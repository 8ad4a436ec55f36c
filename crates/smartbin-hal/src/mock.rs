//! Mock 硬件
//!
//! 无硬件依赖的模拟实现，供测试与 CLI 模拟运行使用。
//! 每个模拟设备都带一个可克隆的句柄（共享 `Arc<Mutex<..>>`），
//! 设备被移动进控制器后仍可从外部观察和注入状态。

use crate::channel::ChannelId;
use crate::device::{Indicator, RangeSensor, ServoBank};
use crate::error::HalError;
use crate::pacer::Pacer;
use parking_lot::Mutex;
use std::collections::VecDeque;
use std::sync::Arc;
use std::time::Duration;
use tracing::trace;

// ==================== 舵机 ====================

/// 一条舵机命令
#[derive(Debug, Clone, Copy, PartialEq)]
pub struct ServoCommand {
    pub channel: ChannelId,
    pub angle: f64,
}

#[derive(Debug, Default)]
struct ServoShared {
    commands: Vec<ServoCommand>,
    /// 成功这么多条命令之后开始失败
    fail_after: Option<usize>,
}

/// 模拟舵机组
///
/// 记录收到的每一条命令。
#[derive(Debug, Clone, Default)]
pub struct SimServoBank {
    shared: Arc<Mutex<ServoShared>>,
}

impl SimServoBank {
    /// 创建模拟舵机组
    pub fn new() -> Self {
        Self::default()
    }

    /// 前 `n` 条命令成功，之后的命令都返回通信错误
    pub fn fail_after(self, n: usize) -> Self {
        self.shared.lock().fail_after = Some(n);
        self
    }

    /// 获取观察句柄
    pub fn log(&self) -> ServoLog {
        ServoLog {
            shared: self.shared.clone(),
        }
    }
}

impl ServoBank for SimServoBank {
    fn set_angle(&mut self, channel: ChannelId, angle: f64) -> Result<(), HalError> {
        let mut shared = self.shared.lock();
        if let Some(limit) = shared.fail_after
            && shared.commands.len() >= limit
        {
            return Err(HalError::Actuator {
                channel,
                message: "simulated bus failure".to_string(),
            });
        }
        trace!("sim servo {} -> {:.1}", channel, angle);
        shared.commands.push(ServoCommand { channel, angle });
        Ok(())
    }
}

/// 模拟舵机组的观察句柄
#[derive(Debug, Clone)]
pub struct ServoLog {
    shared: Arc<Mutex<ServoShared>>,
}

impl ServoLog {
    /// 所有已接受的命令（按时间顺序）
    pub fn commands(&self) -> Vec<ServoCommand> {
        self.shared.lock().commands.clone()
    }

    /// 已接受的命令数量
    pub fn len(&self) -> usize {
        self.shared.lock().commands.len()
    }

    /// 是否没有任何命令
    pub fn is_empty(&self) -> bool {
        self.shared.lock().commands.is_empty()
    }

    /// 指定通道最后一次收到的物理角度
    pub fn last_angle(&self, channel: ChannelId) -> Option<f64> {
        self.shared
            .lock()
            .commands
            .iter()
            .rev()
            .find(|c| c.channel == channel)
            .map(|c| c.angle)
    }

    /// 清空记录
    pub fn clear(&self) {
        self.shared.lock().commands.clear();
    }
}

// ==================== 测距 ====================

#[derive(Debug, Clone, Copy)]
enum Reading {
    Distance(f64),
    Timeout,
}

#[derive(Debug)]
struct SensorShared {
    /// 预设读数，读完后使用 `fallback`
    script: VecDeque<Reading>,
    fallback: Reading,
    reads: usize,
}

/// 模拟测距传感器
#[derive(Debug, Clone)]
pub struct SimRangeSensor {
    shared: Arc<Mutex<SensorShared>>,
}

impl SimRangeSensor {
    /// 始终返回固定距离
    pub fn constant(distance: f64) -> Self {
        Self::with_fallback(VecDeque::new(), Reading::Distance(distance))
    }

    /// 依次返回给定读数，用完后重复最后一个（空序列视为 0.0）
    pub fn sequence(samples: impl IntoIterator<Item = f64>) -> Self {
        let script: VecDeque<Reading> = samples.into_iter().map(Reading::Distance).collect();
        let fallback = script.back().copied().unwrap_or(Reading::Distance(0.0));
        Self::with_fallback(script, fallback)
    }

    /// 始终超时
    pub fn timing_out() -> Self {
        Self::with_fallback(VecDeque::new(), Reading::Timeout)
    }

    fn with_fallback(script: VecDeque<Reading>, fallback: Reading) -> Self {
        Self {
            shared: Arc::new(Mutex::new(SensorShared {
                script,
                fallback,
                reads: 0,
            })),
        }
    }

    /// 获取控制句柄
    pub fn handle(&self) -> SensorHandle {
        SensorHandle {
            shared: self.shared.clone(),
        }
    }
}

impl RangeSensor for SimRangeSensor {
    fn read(&mut self) -> Result<f64, HalError> {
        let mut shared = self.shared.lock();
        shared.reads += 1;
        let reading = match shared.script.pop_front() {
            Some(r) => r,
            None => shared.fallback,
        };
        match reading {
            Reading::Distance(d) => Ok(d),
            Reading::Timeout => Err(HalError::Timeout),
        }
    }
}

/// 模拟测距传感器的控制句柄
#[derive(Debug, Clone)]
pub struct SensorHandle {
    shared: Arc<Mutex<SensorShared>>,
}

impl SensorHandle {
    /// 之后的读数固定为 `distance`（清空剩余预设）
    pub fn set_distance(&self, distance: f64) {
        let mut shared = self.shared.lock();
        shared.script.clear();
        shared.fallback = Reading::Distance(distance);
    }

    /// 在预设队列末尾追加一次超时
    pub fn push_timeout(&self) {
        self.shared.lock().script.push_back(Reading::Timeout);
    }

    /// 累计读取次数
    pub fn reads(&self) -> usize {
        self.shared.lock().reads
    }
}

// ==================== 指示灯 ====================

#[derive(Debug, Default)]
struct IndicatorShared {
    states: Vec<bool>,
    fail_after: Option<usize>,
}

/// 模拟指示灯
#[derive(Debug, Clone, Default)]
pub struct SimIndicator {
    shared: Arc<Mutex<IndicatorShared>>,
}

impl SimIndicator {
    /// 创建模拟指示灯
    pub fn new() -> Self {
        Self::default()
    }

    /// 前 `n` 次切换成功，之后返回错误
    pub fn fail_after(self, n: usize) -> Self {
        self.shared.lock().fail_after = Some(n);
        self
    }

    /// 获取观察句柄
    pub fn log(&self) -> IndicatorLog {
        IndicatorLog {
            shared: self.shared.clone(),
        }
    }
}

impl Indicator for SimIndicator {
    fn set(&mut self, on: bool) -> Result<(), HalError> {
        let mut shared = self.shared.lock();
        if let Some(limit) = shared.fail_after
            && shared.states.len() >= limit
        {
            return Err(HalError::Indicator("simulated pin failure".to_string()));
        }
        shared.states.push(on);
        Ok(())
    }
}

/// 模拟指示灯的观察句柄
#[derive(Debug, Clone)]
pub struct IndicatorLog {
    shared: Arc<Mutex<IndicatorShared>>,
}

impl IndicatorLog {
    /// 所有切换记录
    pub fn states(&self) -> Vec<bool> {
        self.shared.lock().states.clone()
    }
}

// ==================== 延时 ====================

/// 只记录、不休眠的延时源
#[derive(Debug, Clone, Default)]
pub struct RecordingPacer {
    pauses: Arc<Mutex<Vec<Duration>>>,
}

impl RecordingPacer {
    /// 创建记录延时源
    pub fn new() -> Self {
        Self::default()
    }

    /// 所有记录到的延时
    pub fn pauses(&self) -> Vec<Duration> {
        self.pauses.lock().clone()
    }

    /// 延时次数
    pub fn count(&self) -> usize {
        self.pauses.lock().len()
    }
}

impl Pacer for RecordingPacer {
    fn pause(&mut self, duration: Duration) {
        self.pauses.lock().push(duration);
    }
}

Aim of the exercise
Go through the material and copy out every line with "SimIndicator" in it.

Task answer
pub struct SimIndicator {
impl SimIndicator {
impl Indicator for SimIndicator {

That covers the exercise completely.